In conjunction with the Agency’s actions in recent months to become more proactive in areas of fraud and abuse prevention and detection, this issue is being addressed. As of December 15, 1996, the Agency will require any DME provider contracting with any Medicaid recipient for a hospital bed in any facility to obtain a prior authorization number from an Agency official before the billing can be submitted for payment. This plan requires all DME providers to submit a signed CMN, as well as details about the medical condition of the recipient, the duration of the placement, and the physician’s name, address and telephone number. The Agency official will review the material before assigning an authorization number and will then perform spot checks to insure the accuracy of the information. The Medicaid Program’s fiscal agent will be ordered to withhold payment from any DME provider that does not supply this authorization number with the claim. This prior authorization procedure should drastically reduce the number of hospital beds in ALFs by insuring that the beds are justified. Due to the ambulatory condition of the ALF patients, only rarely should a hospital bed be legitimately placed in an ALF. Also, if a DME supplier forged an authorization number or submitted a bill without one, it would be evidence of criminal intent. The Agency reports that the faulty computer edit responsible for preventing over-payments has been fixed. According to Agency estimates, overpayments attributable to this faulty edit amounted to approximately $24,000 from January 1, 1995 through September 30, 1996 in Dade County ALF’s alone.
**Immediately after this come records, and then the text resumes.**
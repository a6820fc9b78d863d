//! Commitment evaluation.
//!
//! Evaluation compares each [`CheckIn`] of a [`Commitment`] with the spend
//! reported by a [`SpendAggregator`] and rolls the results up:
//!
//! - `shortfall = max(committed - actual, 0)`
//! - `surplus = max(actual - committed, 0)`
//! - a check-in is met when its shortfall is zero
//! - the commitment is met when every check-in is met (an empty commitment
//!   is met)
//! - `total_shortfall` is the sum of the per-period shortfalls, so a surplus
//!   in one period never offsets a shortfall in another
//!
//! [`CheckIn`]: crate::CheckIn

use std::sync::Arc;

use chrono::{DateTime, Utc};

use crate::{
    Commitment, CommitmentId, EngineError, Money, PeriodStatus, ResultEngine, SpendAggregator,
};

/// Result of comparing one check-in with actual spend.
#[derive(Clone, Debug, PartialEq, Eq)]
pub struct EvaluatedCheckIn {
    pub start: DateTime<Utc>,
    pub end: DateTime<Utc>,
    pub status: PeriodStatus,
    pub committed_amount: Money,
    pub actual_amount: Money,
    pub shortfall: Money,
    pub surplus: Money,
    pub met: bool,
}

impl EvaluatedCheckIn {
    fn new(
        start: DateTime<Utc>,
        end: DateTime<Utc>,
        status: PeriodStatus,
        committed_amount: Money,
        actual_amount: Money,
    ) -> ResultEngine<Self> {
        let shortfall = checked(committed_amount.checked_sub(actual_amount))?.max(Money::ZERO);
        let surplus = checked(actual_amount.checked_sub(committed_amount))?.max(Money::ZERO);
        Ok(Self {
            start,
            end,
            status,
            committed_amount,
            actual_amount,
            shortfall,
            surplus,
            met: shortfall.is_zero(),
        })
    }
}

fn checked(value: Option<Money>) -> ResultEngine<Money> {
    value.ok_or_else(|| EngineError::InvalidData("amount out of range".to_string()))
}

/// A fully evaluated commitment.
#[derive(Clone, Debug, PartialEq, Eq)]
pub struct EvaluatedCommitment {
    pub id: CommitmentId,
    pub name: String,
    pub company: String,
    pub service: String,
    pub met: bool,
    pub total_committed: Money,
    pub total_actual: Money,
    pub total_shortfall: Money,
    /// Same order as the commitment's check-ins.
    pub checkins: Vec<EvaluatedCheckIn>,
}

/// Evaluates `commitment` against `aggregator` as of `now`.
///
/// An unconfigured aggregator is refused up front, even for a commitment
/// without check-ins. Every check-in is validated before the first
/// aggregator call, and the first aggregator error aborts the whole
/// evaluation: no partial result is ever returned.
pub async fn evaluate_commitment(
    commitment: &Commitment,
    aggregator: &dyn SpendAggregator,
    now: DateTime<Utc>,
) -> ResultEngine<EvaluatedCommitment> {
    aggregator.ensure_configured()?;
    commitment.validate()?;

    let mut checkins = Vec::with_capacity(commitment.checkins.len());
    let mut total_committed = Money::ZERO;
    let mut total_actual = Money::ZERO;
    let mut total_shortfall = Money::ZERO;
    let mut met = true;

    for checkin in &commitment.checkins {
        let actual = aggregator
            .total_spend(
                &commitment.company,
                &commitment.service,
                checkin.start,
                checkin.end,
            )
            .await?;

        let evaluated = EvaluatedCheckIn::new(
            checkin.start,
            checkin.end,
            PeriodStatus::classify(checkin.start, checkin.end, now),
            checkin.amount,
            actual,
        )?;
        tracing::debug!(
            commitment = commitment.id,
            status = %evaluated.status,
            committed = %evaluated.committed_amount,
            actual = %evaluated.actual_amount,
            "evaluated check-in"
        );

        total_committed = checked(total_committed.checked_add(evaluated.committed_amount))?;
        total_actual = checked(total_actual.checked_add(evaluated.actual_amount))?;
        total_shortfall = checked(total_shortfall.checked_add(evaluated.shortfall))?;
        met &= evaluated.met;
        checkins.push(evaluated);
    }

    Ok(EvaluatedCommitment {
        id: commitment.id,
        name: commitment.name.clone(),
        company: commitment.company.clone(),
        service: commitment.service.clone(),
        met,
        total_committed,
        total_actual,
        total_shortfall,
        checkins,
    })
}

/// Evaluates commitments with an injected [`SpendAggregator`].
#[derive(Clone, Default)]
pub struct Evaluator {
    aggregator: Option<Arc<dyn SpendAggregator>>,
}

impl std::fmt::Debug for Evaluator {
    fn fmt(&self, f: &mut std::fmt::Formatter<'_>) -> std::fmt::Result {
        f.debug_struct("Evaluator")
            .field("aggregator_configured", &self.aggregator.is_some())
            .finish()
    }
}

impl Evaluator {
    /// Return a builder for `Evaluator`. Help to build the struct.
    pub fn builder() -> EvaluatorBuilder {
        EvaluatorBuilder::default()
    }

    fn aggregator(&self) -> ResultEngine<&dyn SpendAggregator> {
        self.aggregator.as_deref().ok_or_else(|| {
            EngineError::Configuration("no spend aggregator configured".to_string())
        })
    }

    /// Evaluates a single commitment as of `now`.
    pub async fn evaluate(
        &self,
        commitment: &Commitment,
        now: DateTime<Utc>,
    ) -> ResultEngine<EvaluatedCommitment> {
        let aggregator = self.aggregator()?;
        evaluate_commitment(commitment, aggregator, now).await
    }

    /// Evaluates `commitments` in order, stopping at the first error.
    pub async fn evaluate_all(
        &self,
        commitments: &[Commitment],
        now: DateTime<Utc>,
    ) -> ResultEngine<Vec<EvaluatedCommitment>> {
        let aggregator = self.aggregator()?;
        let mut evaluated = Vec::with_capacity(commitments.len());
        for commitment in commitments {
            evaluated.push(evaluate_commitment(commitment, aggregator, now).await?);
        }
        Ok(evaluated)
    }
}

/// The builder for `Evaluator`
#[derive(Default)]
pub struct EvaluatorBuilder {
    aggregator: Option<Arc<dyn SpendAggregator>>,
}

impl EvaluatorBuilder {
    /// Pass the spend aggregator
    pub fn aggregator(mut self, aggregator: Arc<dyn SpendAggregator>) -> EvaluatorBuilder {
        self.aggregator = Some(aggregator);
        self
    }

    /// Construct `Evaluator`
    pub fn build(self) -> Evaluator {
        Evaluator {
            aggregator: self.aggregator,
        }
    }
}
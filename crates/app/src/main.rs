use std::sync::Arc;

use engine::StaticCatalog;
use migration::{Migrator, MigratorTrait};

mod settings;

#[tokio::main]
async fn main() -> Result<(), Box<dyn std::error::Error + Send + Sync>> {
    let settings = settings::Settings::new()?;

    tracing_subscriber::fmt()
        .with_env_filter(format!(
            "commitments={level},server={level},engine={level}",
            level = settings.app.level
        ))
        .init();

    let catalog = StaticCatalog::from_path(&settings.catalog.path)?;

    let db = match &settings.database.url {
        Some(url) => {
            tracing::info!("Found database settings...");
            Some(connect_database(url).await?)
        }
        None => {
            tracing::warn!("database url is not set, evaluations will be unavailable");
            None
        }
    };

    let state = server::ServerState::new(Arc::new(catalog), db);
    let listener = tokio::net::TcpListener::bind(settings.server_addr()).await?;
    server::run_with_listener(state, listener).await?;

    Ok(())
}

async fn connect_database(
    url: &str,
) -> Result<sea_orm::DatabaseConnection, Box<dyn std::error::Error + Send + Sync>> {
    let database = sea_orm::Database::connect(url).await?;
    Migrator::up(&database, None).await?;
    Ok(database)
}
The Agency agrees that Medicaid recipients who contract with a DME provider should be advised that the hospital bed belongs to them after the ten payments have been made. The Agency believes that this requirement should be imposed on the DME provider. Finally, the Agency recommends legislation to require licensing of all DME suppliers as a means to achieving greater control over this and other practices. The Agency also suggests that licensing is essential to protecting all recipients of durable medical equipment, whether enrolled in Medicaid, privately insured or uninsured, from unscrupulous or unqualified providers.
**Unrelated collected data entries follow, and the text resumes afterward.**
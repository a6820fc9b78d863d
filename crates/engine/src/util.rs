//! Parsing and validation helpers.
//!
//! The commitment catalog and the billing CSV share one timestamp format;
//! only the format and [`format_timestamp`] are re-exported.

use chrono::{DateTime, NaiveDateTime, Utc};

use crate::{EngineError, ResultEngine};

/// Fixed timestamp format used by catalog check-ins and billing rows.
///
/// Values carry no offset and are always interpreted as UTC.
pub const TIMESTAMP_FORMAT: &str = "%Y-%m-%d %H:%M:%S";

/// Parse a `YYYY-MM-DD HH:MM:SS` string as a UTC instant.
pub(crate) fn parse_timestamp(value: &str, label: &str) -> ResultEngine<DateTime<Utc>> {
    NaiveDateTime::parse_from_str(value.trim(), TIMESTAMP_FORMAT)
        .map(|naive| naive.and_utc())
        .map_err(|_| EngineError::InvalidData(format!("invalid {label} timestamp: {value}")))
}

/// Format an instant back into the catalog timestamp format.
pub fn format_timestamp(value: DateTime<Utc>) -> String {
    value.format(TIMESTAMP_FORMAT).to_string()
}

/// Trim a required text field, rejecting blank values.
pub(crate) fn required_text(value: &str, label: &str) -> ResultEngine<String> {
    let trimmed = value.trim();
    if trimmed.is_empty() {
        return Err(EngineError::InvalidData(format!(
            "{label} must not be empty"
        )));
    }
    Ok(trimmed.to_string())
}
//! Commitments API endpoints

use api_types::commitment::{
    CheckinStatus, CheckinView, CommitmentDetail, CommitmentDetailResponse,
    CommitmentSummaryView, CompanyCommitmentsResponse,
};
use axum::{
    Json,
    extract::{Path, State},
};
use chrono::Utc;
use engine::{
    CommitmentId, CommitmentSummary, EngineError, EvaluatedCheckIn, EvaluatedCommitment,
    PeriodStatus, format_timestamp, summarize,
};

use crate::{ServerError, server::ServerState};

/// Handle requests for the evaluated commitments of a company
pub async fn list(
    State(state): State<ServerState>,
    Path(company): Path<String>,
) -> Result<Json<CompanyCommitmentsResponse>, ServerError> {
    let commitments = state.catalog.commitments_for_company(&company)?;
    if commitments.is_empty() {
        return Err(EngineError::KeyNotFound(format!(
            "No commitments found for company '{company}'"
        ))
        .into());
    }

    let now = Utc::now();
    let evaluated = state.evaluator.evaluate_all(&commitments, now).await?;

    Ok(Json(CompanyCommitmentsResponse {
        company,
        commitments: evaluated
            .iter()
            .map(|evaluated| summary_view(summarize(evaluated)))
            .collect(),
    }))
}

/// Handle requests for a single evaluated commitment, check-ins included
pub async fn detail(
    State(state): State<ServerState>,
    Path((company, id)): Path<(String, String)>,
) -> Result<Json<CommitmentDetailResponse>, ServerError> {
    let id: CommitmentId = id
        .parse()
        .map_err(|_| ServerError::Generic(format!("invalid commitment id: {id}")))?;
    let commitment = state.catalog.commitment(&company, id)?;

    let now = Utc::now();
    let evaluated = state.evaluator.evaluate(&commitment, now).await?;

    Ok(Json(CommitmentDetailResponse {
        company,
        commitment: detail_view(evaluated),
    }))
}

fn summary_view(summary: CommitmentSummary) -> CommitmentSummaryView {
    CommitmentSummaryView {
        id: summary.id,
        name: summary.name,
        service: summary.service,
        met: summary.met,
        checkin_count: summary.checkin_count,
        total_committed: summary.total_committed.to_f64(),
        total_actual: summary.total_actual.to_f64(),
        total_shortfall: summary.total_shortfall.to_f64(),
    }
}

fn detail_view(evaluated: EvaluatedCommitment) -> CommitmentDetail {
    CommitmentDetail {
        id: evaluated.id,
        name: evaluated.name,
        company: evaluated.company,
        service: evaluated.service,
        met: evaluated.met,
        total_committed: evaluated.total_committed.to_f64(),
        total_actual: evaluated.total_actual.to_f64(),
        total_shortfall: evaluated.total_shortfall.to_f64(),
        checkins: evaluated.checkins.iter().map(checkin_view).collect(),
    }
}

fn checkin_view(checkin: &EvaluatedCheckIn) -> CheckinView {
    CheckinView {
        start: format_timestamp(checkin.start),
        end: format_timestamp(checkin.end),
        status: match checkin.status {
            PeriodStatus::Past => CheckinStatus::Past,
            PeriodStatus::Current => CheckinStatus::Current,
            PeriodStatus::Future => CheckinStatus::Future,
        },
        committed_amount: checkin.committed_amount.to_f64(),
        actual_amount: checkin.actual_amount.to_f64(),
        shortfall: checkin.shortfall.to_f64(),
        surplus: checkin.surplus.to_f64(),
        met: checkin.met,
    }
}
We commend the Agency for its disclosure regarding the malfunctioning edit in the computerized billing system, and are relieved that it has been resolved. We are also heartened by the Agency’s novel, pre-authorization billing procedure for hospital beds. As we are authorized to do, however, we conclude that additional anti-fraud and abuse measures can and should be taken by the Agency and we recommend them here: (1) The Agency must figure out an efficient way of identifying Medicaid recipients who are residents of ALF’s. If this is not handled, there will never be a complete and accurate assessment of the abuse, and a complete resolution of it. (2) The inspectors in the field charged with the responsibility to monitor ALF’s, must immediately communicate any apparent Medicaid program violations to the appropriate authorities within the Agency. Communication between the right hand and the left is essential. (3) Any instance of abuse must receive as much attention as any instance of fraud. Efforts to recover the money paid out for hospital beds in unauthorized situations must be initiated as expeditiously as possible. (4) The Agency must develop a specific and aggressive system of spot checks during the authorization number request period. (5) The Agency must initiate an education program for all DME providers, physicians, and ALFs for instruction on the Medicaid Program guidelines on the provision of hospital beds to Medicaid recipients. Also, the Agency must ensure that these regulations are exceedingly clear on the issue of proper CMN preparation. It does no good to create regulations if they are unclear or if only some of the participants in a given fact situation are aware of them. (6) The Agency must conduct spot checks of all computer edits as soon as possible. (7) The Agency must enforce a dependable method of notifying recipients that after ten payments, the bed becomes their property.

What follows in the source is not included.